Araka-Kalai
- Publishers: Columbia Games
- Publication: 1987
- Genres: Role-playing
- Parent games: HârnMaster
- ISBN: 9780920711200

= Araka-Kalai =

Role-playing game supplement

Araka-Kalai is a role-playing game supplement for HârnMaster published by Columbia Games in 1987.

==Publication history==
Araka-Kalai was the first supplement created for HârnMaster, written by Edwin King and Dave Kowan, with art by Eric Hotz. It was published in 1987 by Columbia Games as a 44-page book, with two center-bound cardstock character sheets.

==Contents==
Araka-Kalai is a campaign setting centred on the Pit of Araka-Kalai, a massive toxic sinkhole, and the undiscovered caves underneath it, which include creatures, shrines, and cults. The Pit itself is filled with a strange organic sludge as well as the ruined temple of the god Ilvir.
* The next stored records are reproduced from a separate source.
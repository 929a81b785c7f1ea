//! Deterministic simulation module
//!
//! All gameplay logic lives here. This module must be pure and deterministic:
//! - Fixed timestep only
//! - Obstacle motion is a function of elapsed time only
//! - Stable iteration order (graph registration order)
//! - No rendering or platform dependencies

pub mod collision;
pub mod graphs;
pub mod obstacle;
pub mod state;
pub mod tick;

pub use collision::CurveContact;
pub use graphs::{Graph, GraphId, GraphStorage, Rgb, color_for};
pub use obstacle::{Obstacle, Spike, SpikeWheel};
pub use state::{Ball, Level, LevelMotion};
pub use tick::{EndCallback, Phase, RoundEnd, Simulator};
The supplement includes seven short adventure scenarios which take place in the area, although several of the scenarios are only undetailed sketches. Reviewer Ken Rolston noted that "The adventures themselves are really little more than scenario outlines, though one or two provide enough detail to qualify as complete adventures."

==Reception==
In the October 1989 edition of Dragon, Ken Rolston was impressed with the production values and writing, noting that "The graphics are excellent, with color maps, abundant diagrams of locations and buildings, and appropriate, expressive illustrations of scenes, characters, and creatures. The style of presentation is clear and detailed, and is dry with an occasional droll impulse. It is well organized for reading and reference. And the campaign materials — well, they’re voluminous, historically and socially plausible, and full of dramatic fantasy adventure and thematic hooks." Given the originality of the setting versus the paucity of detail in the adventure scenarios, Rolston thought that it was "more distinguished as a campaign setting than an adventure supplement". Nevertheless he gave it a thumbs up, saying, "This is a strongly recommended adventure setting."